Düşünsenize; ya cihadını Türkiye’deki ‘tağudi düzene’ ve ‘müşrik Türklere’ karşı vermeyi tercih etseydi? Her İBB otobüsü bir hedefe dönmez miydi? Bu ihtimali düşünmek bile çok korkutucu değil mi?

AK Parti’nin kara defteri

İBB Başkanı Ekrem İmamoğlu, dün Saraçhane’de düzenlediği basın toplantısında, AK Parti’nin kara defterini açarken, “Acaba” dedim, “Başka Yavuz Faraşoğlu var mı? "

İmamoğlu, sınırlı bir tarihi aralığına değindi.

Mevlüt Uysal’ın İBB’yi yönettiği 28 Eylül 2017-31 Aralık 2018 tarihleri arasındaki 15 ay.

Bu tarih aralığında İBB’ye 30.798 işçi alındı.

Bunlardan 5608’inin adli sicil kaydı (sabıka kaydı) yoktu.

Üstelik adli sicil kaydı olmadan, değil işe girmek, staj yapmak bile mümkün değilken…

Uysal, kendi iş yerine bu şekilde işçi alır mıydı?

İBB, yol geçen hanı mı?

Besbelli bu kişiler AK Parti referanslıydı ve devlette çok uzun bir zamandan beri AK Parti üyelik kartı, sabıka kaydından daha güvenilir bir teminat sayılıyor.

Ayrıca 5870 kişinin adli sicil kaydı özel seçeneğinden alınmış.

Oysa İçişleri Bakanlığı’nın İmamoğlu hakkındaki terör soruşturmasında yöneltilen suçlamalardan biri, adli sicil kaydı istenirken, kamu yerine özel seçeceğinin işaretlenmesi. İmamoğlu’nun hülle yoluyla ‘teröristleri’ İBB’ye doldurduğu iddia ediliyor.

Öyleyse Uysal’ın aldıkları ne oluyor?

“Özel değil, genel” mi oluyor?

Yine aynı dönemde 324 sabıkalı İBB’ye girmiş.

İkisi cinsel tacizden…

Altısı uyuşturucu kullanmak ve satmaktan…

Otuzu ölümle tehdit ve yaralamadan…

Beşi terörden sabıkalı.

Beş kişiden üçü, bombalı saldırıdan hükümlü İBDA/C’liler!

Gelelim, zurnanın zırt dediği yere: 10.858 kişiden güvenlik soruşturması ve arşiv araştırması istenmemiş!

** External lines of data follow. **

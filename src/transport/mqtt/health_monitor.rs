//! Pure health monitoring and reconnection logic for MQTT client
//!
//! This module contains pure functions for reconnection decision making
//! and connection state tracking.

use super::connection::{ConnectionState, ReconnectConfig};
use tracing::{error, info, warn};

/// Pure health monitoring and reconnection decision logic
pub struct HealthMonitor;

impl HealthMonitor {
    /// Determine if reconnection should be attempted (pure function)
    /// Supports unlimited retries when max_attempts is None
    pub fn should_attempt_reconnection(
        current_attempts: u32,
        config: &ReconnectConfig,
        shutdown_requested: bool,
    ) -> ReconnectionDecision {
        if shutdown_requested {
            return ReconnectionDecision::AbortShutdownRequested;
        }

        if !config.enabled {
            return ReconnectionDecision::AbortReconnectDisabled;
        }

        if let Some(max_attempts) = config.max_attempts {
            if current_attempts >= max_attempts {
                return ReconnectionDecision::AbortMaxAttemptsExceeded;
            }
        }

        let backoff_delay = config.calculate_backoff_delay(current_attempts + 1);
        ReconnectionDecision::Proceed {
            attempt: current_attempts + 1,
            delay_ms: backoff_delay,
        }
    }

    /// Determine next state after connection event (pure function)
    pub fn determine_next_state(event: ConnectionEvent) -> ConnectionState {
        match event {
            ConnectionEvent::ConnAckReceived => ConnectionState::Connected,
            ConnectionEvent::DisconnectedByBroker(reason) => ConnectionState::Disconnected(reason),
            ConnectionEvent::NetworkError(error) => ConnectionState::Disconnected(error),
            ConnectionEvent::ClientDisconnected => {
                ConnectionState::Disconnected("Client disconnected".to_string())
            }
            ConnectionEvent::ReconnectionStarted(attempt) => ConnectionState::Reconnecting(attempt),
            ConnectionEvent::PermanentFailure(reason) => {
                ConnectionState::PermanentlyDisconnected(reason)
            }
        }
    }

    /// Check if connection state allows publishing (pure function)
    pub fn can_publish(state: &ConnectionState) -> bool {
        matches!(state, ConnectionState::Connected)
    }

    /// Log connection state transition (pure logging function)
    pub fn log_state_transition(from: &ConnectionState, to: &ConnectionState) {
        match (from, to) {
            (ConnectionState::Connecting, ConnectionState::Connected) => {
                info!("MQTT connection established successfully");
            }
            (ConnectionState::Connected, ConnectionState::Disconnected(reason)) => {
                warn!("MQTT connection lost: {}", reason);
            }
            (_, ConnectionState::Reconnecting(attempt)) => {
                info!("Starting reconnection attempt {}", attempt);
            }
            (ConnectionState::Reconnecting(_), ConnectionState::Connected) => {
                info!("Reconnection successful");
            }
            (_, ConnectionState::PermanentlyDisconnected(reason)) => {
                error!("MQTT connection permanently failed: {}", reason);
            }
            _ => {
                info!("MQTT connection state: {:?} -> {:?}", from, to);
            }
        }
    }
}

/// Decision result for reconnection attempts
#[derive(Debug, PartialEq)]
pub enum ReconnectionDecision {
    /// Proceed with reconnection attempt
    Proceed { attempt: u32, delay_ms: u64 },
    /// Abort reconnection - shutdown requested
    AbortShutdownRequested,
    /// Abort reconnection - auto-reconnect turned off
    AbortReconnectDisabled,
    /// Abort reconnection - max attempts exceeded
    AbortMaxAttemptsExceeded,
}

/// Connection events that trigger state transitions
#[derive(Debug, Clone)]
pub enum ConnectionEvent {
    /// ConnAck received from broker
    ConnAckReceived,
    /// Broker initiated disconnect
    DisconnectedByBroker(String),
    /// Network or protocol error
    NetworkError(String),
    /// DISCONNECT sent by this client
    ClientDisconnected,
    /// Reconnection attempt started
    ReconnectionStarted(u32),
    /// Permanent failure - no more retries
    PermanentFailure(String),
}
//! mqtt-bridge - HTTP-to-MQTT bridge
//!
//! Accepts publish requests over HTTP and forwards them to an MQTT broker
//! over a single, lazily (re)established connection.
//!
//! # Overview
//!
//! - [`protocol`] - request/response types and request validation
//! - [`bridge`] - the connection manager owning the broker connection
//! - [`transport`] - the transport seam and its MQTT v5 implementation
//! - [`server`] - the warp HTTP routes
//! - [`observability`] - structured logging and metrics
//!
//! # Quick Start
//!
//! ```rust
//! use mqtt_bridge::protocol::{prepare_message, QosLevel};
//!
//! let message = prepare_message(
//!     br#"{"topic":"sensors/temp","qos":1,"retained":false,"payload":23.5}"#,
//! )
//! .unwrap();
//!
//! assert_eq!(message.topic, "sensors/temp");
//! assert_eq!(message.qos, QosLevel::AtLeastOnce);
//! assert_eq!(message.payload_bytes(), b"23.5");
//! ```

pub mod bridge;
pub mod config;
pub mod error;
pub mod observability;
pub mod protocol;
pub mod server;
pub mod testing;
pub mod transport;

pub use bridge::ConnectionManager;
pub use config::*;
pub use error::{BridgeError, BridgeResult};
pub use protocol::*;
pub use server::BridgeServer;
pub use transport::mqtt::MqttTransport;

Bu, işe alınan üç çalışandan biri demek.

İmamoğlu, Anayasa Mahkemesi’nin iptal kararı üzerine Kasım 2019-Nisan 2021 arasında güvenlik soruşturması ve arşiv araştırması yapmadı diye suçlanırken; Uysal, o tarihte zorunlu tutulan bu işlemi yapmamış.

Bu yüzden tahkikat geçirmiş mi?

Ne gezer!

Belediye aynı belediye, bakan aynı bakan

Sanılmasın ki Uysal’ın görev yaptığı zaman aralığında İçişleri Bakanlığı koltuğunda Süleyman Soylu’dan başkası vardı.

Belediye, aynı belediye.

İşlem, aynı işlem.

Bakan da aynı bakan.

Değişen, ne?

Değişen, İBB’nin muhalefete geçmiş olması ve İmamoğlu’nun Erdoğan karşısındaki en güçlü cumhurbaşkanı aday adaylarından biri haline gelmesi.

İBB AK Parti’deyken, zorunlu olduğu halde adli sicil kaydına, güvenlik soruşturması ve arşiv araştırmasına bakmayanlar; şimdi yasanın emrini yerine getirdiği için İmamoğlu’nu terörle ilişkilendirmeye çabalıyor.

İBB’ye girmese yakalanmayacak mı?

İçişleri Bakanlığı, dağdan indiğini iddia ettiği PKK’lıları düzde değil, evde değil, çarşıda pazarda dolaşırken değil, ancak İBB’de işe girince saptayabiliyor.

Ne yani…

PKK’lılar CHP’li belediyede işe girmese yakalanmayacak mı?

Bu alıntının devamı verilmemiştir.